(Stored data entries)
# # #

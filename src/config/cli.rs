use clap::Parser;
use std::path::PathBuf;

#[derive(Debug, Clone, Parser)]
#[command(name = "wps-config")]
#[command(about = "Render the configuration document of an embedded WPS deployment")]
pub struct CliConfig {
    #[arg(long, short, help = "TOML deployment description")]
    pub config: PathBuf,

    #[arg(long, short, help = "Write the document here instead of stdout")]
    pub output: Option<PathBuf>,

    #[arg(long, help = "Override server.host")]
    pub host: Option<String>,

    #[arg(long, help = "Override server.port")]
    pub port: Option<u16>,

    #[arg(long, help = "Serve over https")]
    pub https: bool,

    #[arg(long, help = "Also write the capabilities skeleton to this file")]
    pub capabilities: Option<PathBuf>,

    #[arg(long, help = "Emit logs as JSON")]
    pub log_json: bool,

    #[arg(long, help = "Enable verbose output")]
    pub verbose: bool,
}

impl CliConfig {
    /// Applies command line overrides to the loaded deployment.
    pub fn override_server(&self, server: &mut crate::config::toml_config::ServerConfig) {
        if let Some(host) = &self.host {
            server.host = host.clone();
        }
        if let Some(port) = self.port {
            server.port = port;
        }
        if self.https {
            server.https = true;
        }
    }
}
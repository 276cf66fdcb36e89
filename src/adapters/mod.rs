// Adapters layer: the external schema records and the concrete servlet containers.

pub mod container;
pub mod schema;
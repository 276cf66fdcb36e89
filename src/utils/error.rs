use thiserror::Error;

#[derive(Error, Debug)]
pub enum WpsError {
    #[error("Illegal state: {message}")]
    IllegalState { message: String },

    #[error("Invalid value for {field}: {value} ({reason})")]
    InvalidConfigValueError {
        field: String,
        value: String,
        reason: String,
    },

    #[error("Missing configuration field: {field}")]
    MissingConfigError { field: String },

    #[error("Configuration error in {field}: {message}")]
    ConfigValidationError { field: String, message: String },

    #[error("Servlet container error: {message}")]
    ContainerError { message: String },

    #[error("Configuration lock poisoned")]
    LockPoisoned,

    #[error("Rendered XML is not valid UTF-8: {0}")]
    XmlError(#[from] std::string::FromUtf8Error),

    #[error("IO error: {0}")]
    IoError(#[from] std::io::Error),
}

#[derive(Debug, Clone, Copy, PartialEq, Eq)]
pub enum ErrorCategory {
    State,
    Configuration,
    Container,
    System,
}

impl WpsError {
    pub fn illegal_state(message: impl Into<String>) -> Self {
        WpsError::IllegalState {
            message: message.into(),
        }
    }

    pub fn category(&self) -> ErrorCategory {
        match self {
            WpsError::IllegalState { .. } => ErrorCategory::State,
            WpsError::InvalidConfigValueError { .. }
            | WpsError::MissingConfigError { .. }
            | WpsError::ConfigValidationError { .. } => ErrorCategory::Configuration,
            WpsError::ContainerError { .. } => ErrorCategory::Container,
            WpsError::LockPoisoned | WpsError::XmlError(_) | WpsError::IoError(_) => {
                ErrorCategory::System
            }
        }
    }

    pub fn recovery_suggestion(&self) -> &'static str {
        match self.category() {
            ErrorCategory::State => "Stop the server before changing its configuration",
            ErrorCategory::Configuration => "Check the deployment description for invalid values",
            ErrorCategory::Container => "Inspect the servlet container logs",
            ErrorCategory::System => "Check file permissions and available disk space",
        }
    }
}

pub type Result<T> = std::result::Result<T, WpsError>;

#[cfg(test)]
mod tests {
    use super::*;

    #[test]
    fn test_error_categories() {
        assert_eq!(
            WpsError::illegal_state("running").category(),
            ErrorCategory::State
        );
        let err = WpsError::MissingConfigError {
            field: "server.host".to_string(),
        };
        assert_eq!(err.category(), ErrorCategory::Configuration);
        assert_eq!(err.to_string(), "Missing configuration field: server.host");
        assert_eq!(WpsError::LockPoisoned.category(), ErrorCategory::System);
    }

    #[test]
    fn test_invalid_utf8_output_is_an_xml_error() {
        fn render(bytes: Vec<u8>) -> Result<String> {
            Ok(String::from_utf8(bytes)?)
        }

        let err = render(vec![b'<', 0xff, b'>']).unwrap_err();
        assert!(matches!(err, WpsError::XmlError(_)));
        assert_eq!(err.category(), ErrorCategory::System);
        assert_eq!(render(b"<a/>".to_vec()).unwrap(), "<a/>");
    }
}
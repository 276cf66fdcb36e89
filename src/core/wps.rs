use crate::adapters::container::DetachedContainer;
use crate::core::capabilities::CapabilitiesSkeleton;
use crate::core::configuration::{
    DataHandler, Properties, Property, WpsConfiguration, ALGORITHM_PROPERTY,
    LOCAL_ALGORITHM_REPOSITORY,
};
use crate::domain::model::Format;
use crate::domain::ports::{LifecycleState, ServletContainer, ServletMapping, StartContext};
use crate::utils::error::{Result, WpsError};
use crate::utils::validation::{validate_class_name, validate_service_url};
use std::sync::{Mutex, MutexGuard, PoisonError};
use url::Url;

pub const WEB_PROCESSING_SERVICE_PATH: &str = "/WebProcessingService";
pub const RETRIEVE_RESULT_SERVLET_PATH: &str = "/RetrieveResultServlet";
pub const ROOT_CONTEXT: &str = "/";

const WEB_PROCESSING_SERVICE_SERVLET: &str = "org.n52.wps.server.WebProcessingService";
const RETRIEVE_RESULT_SERVLET: &str = "org.n52.wps.server.RetrieveResultServlet";

struct Inner<C> {
    configuration: WpsConfiguration,
    container: C,
    parser_count: usize,
    generator_count: usize,
}

/// An embedded Web Processing Service.
///
/// Registrations and settings build up the configuration document until
/// [`Wps::start`] hands it to the servlet container. A single lock serialises
/// every mutation, lifecycle transition and status query; mutating a running
/// server fails with [`WpsError::IllegalState`].
pub struct Wps<C: ServletContainer = DetachedContainer> {
    port: u16,
    service_url: Url,
    servlets: Vec<ServletMapping>,
    inner: Mutex<Inner<C>>,
}

impl Wps<DetachedContainer> {
    pub fn detached(host: &str, port: u16) -> Result<Self> {
        Self::new(host, port, DetachedContainer::new())
    }
}

impl<C: ServletContainer> Wps<C> {
    pub fn new(host: &str, port: u16, container: C) -> Result<Self> {
        Self::create(host, port, false, container)
    }

    pub fn with_https(host: &str, port: u16, container: C) -> Result<Self> {
        Self::create(host, port, true, container)
    }

    fn create(host: &str, port: u16, https: bool, container: C) -> Result<Self> {
        let protocol = if https { "https" } else { "http" };
        let base = validate_service_url("server", protocol, host, port)?;
        let service_url = base
            .join(WEB_PROCESSING_SERVICE_PATH.trim_start_matches('/'))
            .map_err(|e| WpsError::InvalidConfigValueError {
                field: "server".to_string(),
                value: host.to_string(),
                reason: format!("Invalid service path: {}", e),
            })?;

        let servlets = vec![
            ServletMapping {
                context_path: ROOT_CONTEXT.to_string(),
                path: WEB_PROCESSING_SERVICE_PATH.to_string(),
                servlet: WEB_PROCESSING_SERVICE_SERVLET.to_string(),
            },
            ServletMapping {
                context_path: ROOT_CONTEXT.to_string(),
                path: RETRIEVE_RESULT_SERVLET_PATH.to_string(),
                servlet: RETRIEVE_RESULT_SERVLET.to_string(),
            },
        ];

        tracing::debug!("Created WPS configuration for {}", service_url);

        Ok(Self {
            port,
            service_url,
            servlets,
            inner: Mutex::new(Inner {
                configuration: WpsConfiguration::new(host, port, https),
                container,
                parser_count: 0,
                generator_count: 0,
            }),
        })
    }

    fn lock(&self) -> Result<MutexGuard<'_, Inner<C>>> {
        self.inner.lock().map_err(|_| WpsError::LockPoisoned)
    }

    /// Locks for a mutation, which is only allowed while the server is not running.
    fn lock_for(&self, operation: &str) -> Result<MutexGuard<'_, Inner<C>>> {
        let guard = self.lock()?;
        if guard.container.state().is_running() {
            tracing::warn!("Refusing to {} while the server is running", operation);
            return Err(WpsError::illegal_state(format!(
                "cannot {} while the server is running",
                operation
            )));
        }
        Ok(guard)
    }

    pub fn service_url(&self) -> &Url {
        &self.service_url
    }

    pub fn port(&self) -> u16 {
        self.port
    }

    pub fn set_min_pool_size(&self, size: u32) -> Result<&Self> {
        self.lock_for("set the minimum pool size")?
            .configuration
            .server
            .min_pool_size = size;
        Ok(self)
    }

    pub fn set_max_pool_size(&self, size: u32) -> Result<&Self> {
        self.lock_for("set the maximum pool size")?
            .configuration
            .server
            .max_pool_size = size;
        Ok(self)
    }

    pub fn set_include_data_inputs_in_response(&self, include: bool) -> Result<&Self> {
        self.lock_for("change response data inputs")?
            .configuration
            .server
            .include_data_inputs_in_response = include;
        Ok(self)
    }

    pub fn set_keep_alive(&self, seconds: u32) -> Result<&Self> {
        self.lock_for("set the keep-alive")?
            .configuration
            .server
            .keep_alive_seconds = seconds;
        Ok(self)
    }

    pub fn set_computation_timeout(&self, milliseconds: u32) -> Result<&Self> {
        self.lock_for("set the computation timeout")?
            .configuration
            .server
            .computation_timeout_millis = milliseconds;
        Ok(self)
    }

    pub fn set_max_queued_tasks(&self, max: u32) -> Result<&Self> {
        self.lock_for("set the task queue length")?
            .configuration
            .server
            .max_queued_tasks = max;
        Ok(self)
    }

    /// Registers (or re-activates) an algorithm repository and appends its properties.
    pub fn add_algorithm_repository(
        &self,
        class_name: &str,
        properties: Option<&Properties>,
    ) -> Result<&Self> {
        validate_class_name("repository.class_name", class_name)?;
        let mut inner = self.lock_for("add an algorithm repository")?;
        inner
            .configuration
            .add_repository_properties(class_name, properties);
        tracing::debug!("Registered algorithm repository {}", class_name);
        Ok(self)
    }

    /// Registers an algorithm on the local algorithm repository.
    pub fn add_algorithm(&self, class_name: &str) -> Result<&Self> {
        validate_class_name("algorithm", class_name)?;
        let mut inner = self.lock_for("add an algorithm")?;
        inner
            .configuration
            .ensure_repository(LOCAL_ALGORITHM_REPOSITORY)
            .properties
            .push(Property::active(ALGORITHM_PROPERTY, class_name));
        tracing::debug!("Registered algorithm {}", class_name);
        Ok(self)
    }

    pub fn add_parser(
        &self,
        class_name: &str,
        formats: &[Format],
        properties: Option<&Properties>,
    ) -> Result<&Self> {
        validate_class_name("parser.class_name", class_name)?;
        let mut inner = self.lock_for("add a parser")?;
        let name = format!("parser{}", inner.parser_count);
        inner.parser_count += 1;
        tracing::debug!(
            "Registered parser {} as {} with {} formats",
            class_name,
            name,
            formats.len()
        );
        inner
            .configuration
            .parsers
            .push(DataHandler::new(name, class_name, formats, properties));
        Ok(self)
    }

    pub fn add_generator(
        &self,
        class_name: &str,
        formats: &[Format],
        properties: Option<&Properties>,
    ) -> Result<&Self> {
        validate_class_name("generator.class_name", class_name)?;
        let mut inner = self.lock_for("add a generator")?;
        let name = format!("generator{}", inner.generator_count);
        inner.generator_count += 1;
        tracing::debug!(
            "Registered generator {} as {} with {} formats",
            class_name,
            name,
            formats.len()
        );
        inner
            .configuration
            .generators
            .push(DataHandler::new(name, class_name, formats, properties));
        Ok(self)
    }

    /// Snapshot of the configuration document as it stands.
    pub fn configuration(&self) -> Result<WpsConfiguration> {
        Ok(self.lock()?.configuration.clone())
    }

    pub fn configuration_xml(&self) -> Result<String> {
        self.lock()?.configuration.to_xml()
    }

    /// Renders the configuration and boots the container. Blocks until the
    /// container reports back.
    pub fn start(&self) -> Result<()> {
        let mut inner = self.lock_for("start")?;

        let context = StartContext {
            port: self.port,
            servlets: self.servlets.clone(),
            configuration_xml: inner.configuration.to_xml()?,
            capabilities_xml: CapabilitiesSkeleton::default().to_xml()?,
        };

        tracing::info!("Starting WPS at {}", self.service_url);
        if let Err(e) = inner.container.start(&context) {
            tracing::error!("WPS failed to start: {}", e);
            return Err(e);
        }
        tracing::info!("WPS started at {}", self.service_url);
        Ok(())
    }

    pub fn stop(&self) -> Result<()> {
        let mut inner = self.lock()?;
        if !inner.container.state().is_running() {
            return Err(WpsError::illegal_state("cannot stop a server that is not running"));
        }

        tracing::info!("Stopping WPS at {}", self.service_url);
        inner.container.stop()?;
        tracing::info!("WPS stopped");
        Ok(())
    }

    /// Runs `f` against the container under the configuration lock.
    pub fn inspect_container<R>(&self, f: impl FnOnce(&C) -> R) -> R {
        let inner = self.inner.lock().unwrap_or_else(PoisonError::into_inner);
        f(&inner.container)
    }

    pub fn state(&self) -> LifecycleState {
        self.inspect_container(|container| container.state())
    }

    pub fn is_running(&self) -> bool {
        self.state().is_running()
    }

    pub fn is_started(&self) -> bool {
        self.state() == LifecycleState::Started
    }

    pub fn is_starting(&self) -> bool {
        self.state() == LifecycleState::Starting
    }

    pub fn is_stopping(&self) -> bool {
        self.state() == LifecycleState::Stopping
    }

    pub fn is_stopped(&self) -> bool {
        self.state() == LifecycleState::Stopped
    }

    pub fn is_failed(&self) -> bool {
        self.state() == LifecycleState::Failed
    }
}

# # #

* TO DO *
Work out how many lines of the data above contain the string "while" and give the number alone.

* TASK OUTPUT *
3